Key Laboratory of Ministry of Education for Gastrointestinal Cancer, School of Basic Medical Sciences, Fujian Medical University, Fuzhou, Fujian 350004, China; Department of Biological Sciences, Xi'an Jiaotong-Liverpool Univerisity, Suzhou, Jiangsu 215123, China.
Department of Biological Sciences, Xi'an Jiaotong-Liverpool Univerisity, Suzhou, Jiangsu 215123, China; AI University Research Centre, Xi'an Jiaotong-Liverpool University, Suzhou, Jiangsu 215123, China; Department of Computer Science, University of Liverpool, L69 7ZB Liverpool, United Kingdom.
Methods. 2022 Jul;203:62-69. doi: 10.1016/j.ymeth.2022.04.003. Epub 2022 Apr 13.
Traditional epitranscriptome profiling approach relies on specific antibodies or chemical treatments to capture modified RNA molecules and then applies high throughput sequencing to identify their transcriptomic locations. However, due to the lack of suitable or high-quality antibodies, only a small proportion of the 170 documented RNA modifications were profiled with those approaches. Direct sequencing of native RNA molecules using Oxford Nanopore Technologies (ONT) enabled straight inspection of RNA modifications and offered a promising alternative solution.
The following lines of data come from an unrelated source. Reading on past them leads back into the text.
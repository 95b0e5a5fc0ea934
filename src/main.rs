use anyhow::Context;
use clap::Parser;
use code2pdf::{Config, FontFamily, Pipeline};
use std::path::PathBuf;
use tracing_subscriber::{fmt, prelude::*, EnvFilter};

#[derive(Parser, Debug)]
#[command(
    name = "code2pdf",
    version,
    about = "Convert code directories to PDF documents",
    long_about = "Convert a directory of source code into a single PDF document.\n\n\
    The document has a title page, a table of contents, and one section per file. \
    Binary files are skipped automatically.\n\n\
    File filtering respects .gitignore and .code2pdf.ignore files in the root directory; \
    the .git directory is always skipped.\n\n\
    USAGE EXAMPLES:\n  \
      # Convert the current directory to code.pdf\n  \
      code2pdf\n\n  \
      # Portrait pages with line numbers\n  \
      code2pdf --portrait --line-numbers -o listing.pdf\n\n  \
      # Convert another project in Times, 9pt\n  \
      code2pdf --dir ../project --font times --font-size 9"
)]
struct Cli {
    /// Root directory to convert
    #[arg(short, long, default_value = ".", value_name = "PATH")]
    dir: PathBuf,

    /// Output PDF file name
    #[arg(short, long, default_value = "code.pdf", value_name = "FILE")]
    output: PathBuf,

    /// Font for code
    #[arg(long, value_enum, default_value = "courier")]
    font: CliFont,

    /// Font size for code
    #[arg(long, default_value_t = 7.0, value_name = "POINTS")]
    font_size: f32,

    /// Include line numbers in the PDF
    #[arg(long)]
    line_numbers: bool,

    /// Use portrait orientation instead of landscape
    #[arg(long)]
    portrait: bool,

    /// List what would be included without writing the PDF
    #[arg(long)]
    dry_run: bool,

    /// Verbose output
    #[arg(short, long, action = clap::ArgAction::Count)]
    verbose: u8,
}

#[derive(Debug, Clone, Copy, clap::ValueEnum)]
enum CliFont {
    Courier,
    Helvetica,
    Times,
}

impl From<CliFont> for FontFamily {
    fn from(f: CliFont) -> Self {
        match f {
            CliFont::Courier => Self::Courier,
            CliFont::Helvetica => Self::Helvetica,
            CliFont::Times => Self::Times,
        }
    }
}

fn main() -> anyhow::Result<()> {
    let cli = Cli::parse();

    setup_tracing(cli.verbose);

    let config = Config::builder()
        .root_dir(cli.dir)
        .output_path(cli.output)
        .font(cli.font.into())
        .font_size(cli.font_size)
        .line_numbers(cli.line_numbers)
        .landscape(!cli.portrait)
        .dry_run(cli.dry_run)
        .build()
        .context("Failed to build configuration")?;

    let stats = Pipeline::new(config)
        .context("Failed to create pipeline")?
        .run()
        .context("Error creating PDF")?;

    stats.print_summary();

    Ok(())
}

fn setup_tracing(verbosity: u8) {
    let filter = match verbosity {
        0 => EnvFilter::new("code2pdf=info"),
        1 => EnvFilter::new("code2pdf=debug"),
        _ => EnvFilter::new("code2pdf=trace"),
    };

    tracing_subscriber::registry()
        .with(filter)
        .with(
            fmt::layer()
                .with_target(false)
                .with_thread_ids(false)
                .with_writer(std::io::stderr),
        )
        .init();
}
#![no_main]
use libfuzzer_sys::fuzz_target;
use snappy_compression::framed::decompress_frame;
use std::io::Cursor;

fuzz_target!(|data: &[u8]| {
    let compressed = reference_compress(data);
    let decompressed = decompress_frame(Cursor::new(compressed))
        .expect("Failed to decompress data compressed by the reference implementation");
    assert!(
        data == decompressed.as_slice(),
        "Decompression result did not match the original input"
    );
});

// compress data using the reference snappy implementation
fn reference_compress(data: &[u8]) -> Vec<u8> {
    let mut writer = snap::write::FrameEncoder::new(Vec::new());
    std::io::Write::write_all(&mut writer, data).unwrap();
    writer.into_inner().unwrap()
}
N6-methyladenosine (mA) is known to cause characteristic changes and increased base call errors of ONT signals compared with non-modified adenosines, based on which, the mA sites can be identified directly from ONT signals. Meanwhile, a number of studies have shown that it is possible to predict mA sites from RNA primary sequences. Using the mA sites revealed by Illumina technology as benchmark, we showed that, the accuracy of ONT-based mA site prediction can be further increased by integrating additional information from the primary sequences of RNA (AUROC of 0.918), compared with using ONT signals only (AUROC 0.878 using Base call error features, and 0.804 using Tombo features), providing a new perspective for more reliable mining of the relatively noisy ONT signals.
传统的转录后组学分析方法依赖于特定的抗体或化学处理来捕获修饰的 RNA 分子,然后应用高通量测序来鉴定它们的转录组位置。然而,由于缺乏合适或高质量的抗体,只有一小部分已记录的 170 种 RNA 修饰可以通过这些方法进行分析。使用牛津纳米孔技术(ONT)直接对天然 RNA 分子进行测序,可以直接检查 RNA 修饰,并提供了一种有前途的替代解决方案。与非修饰的腺嘌呤相比,N6-甲基腺苷(mA)已知会导致 ONT 信号的特征变化和碱基呼叫错误增加,基于此,可以直接从 ONT 信号中识别 mA 位点。同时,许多研究表明,从 RNA 一级序列预测 mA 位点是可能的。使用 Illumina 技术揭示的 mA 位点作为基准,我们表明,通过整合 RNA 一级序列的附加信息(RNA 一级序列的 AUROC 为 0.918),可以进一步提高基于 ONT 的 mA 位点预测的准确性,与仅使用 ONT 信号相比(使用碱基呼叫错误特征的 AUROC 为 0.878,使用 Tombo 特征的 AUROC 为 0.804),为更可靠地挖掘相对嘈杂的 ONT 信号提供了新的视角。